*** Records shown
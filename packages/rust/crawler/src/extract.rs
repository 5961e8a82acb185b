//! Document body text extraction.
//!
//! Walks the `<body>` subtree and collects every non-empty, trimmed text
//! node, joined with newlines. Script-like elements contribute nothing.

use scraper::{ElementRef, Html, Node, Selector};

/// Elements whose text is never part of the readable page content.
const SKIPPED_TAGS: &[&str] = &["script", "style", "noscript", "template"];

/// Extract the body text of an HTML document. Returns an empty string for
/// documents without a `<body>` or without visible text.
pub fn extract_body_text(html: &str) -> String {
    let doc = Html::parse_document(html);
    let body_sel = Selector::parse("body").unwrap();

    let Some(body) = doc.select(&body_sel).next() else {
        return String::new();
    };

    let mut lines = Vec::new();
    collect_text(body, &mut lines);
    lines.join("\n")
}

fn collect_text(element: ElementRef<'_>, out: &mut Vec<String>) {
    for child in element.children() {
        match child.value() {
            Node::Text(text) => {
                let trimmed = text.trim();
                if !trimmed.is_empty() {
                    out.push(trimmed.to_string());
                }
            }
            Node::Element(el) if SKIPPED_TAGS.contains(&el.name()) => {}
            Node::Element(_) => {
                if let Some(child_el) = ElementRef::wrap(child) {
                    collect_text(child_el, out);
                }
            }
            _ => {}
        }
    }
}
******
*Exercise description:*
Retype the entries exactly, please. Leave no line out.

*Solution to this exercise:*
filename packages/rust/crawler/src/extract.rs
repository 5961e8a82acb185b
//! Document body text extraction.
//!
//! Walks the `<body>` subtree and collects every non-empty, trimmed text
//! node, joined with newlines. Script-like elements contribute nothing.

use scraper::{ElementRef, Html, Node, Selector};

/// Elements whose text is never part of the readable page content.
const SKIPPED_TAGS: &[&str] = &["script", "style", "noscript", "template"];

/// Extract the body text of an HTML document. Returns an empty string for
/// documents without a `<body>` or without visible text.
pub fn extract_body_text(html: &str) -> String {
    let doc = Html::parse_document(html);
    let body_sel = Selector::parse("body").unwrap();

    let Some(body) = doc.select(&body_sel).next() else {
        return String::new();
    };

    let mut lines = Vec::new();
    collect_text(body, &mut lines);
    lines.join("\n")
}

fn collect_text(element: ElementRef<'_>, out: &mut Vec<String>) {
    for child in element.children() {
        match child.value() {
            Node::Text(text) => {
                let trimmed = text.trim();
                if !trimmed.is_empty() {
                    out.push(trimmed.to_string());
                }
            }
            Node::Element(el) if SKIPPED_TAGS.contains(&el.name()) => {}
            Node::Element(_) => {
                if let Some(child_el) = ElementRef::wrap(child) {
                    collect_text(child_el, out);
                }
            }
            _ => {}
        }
    }
}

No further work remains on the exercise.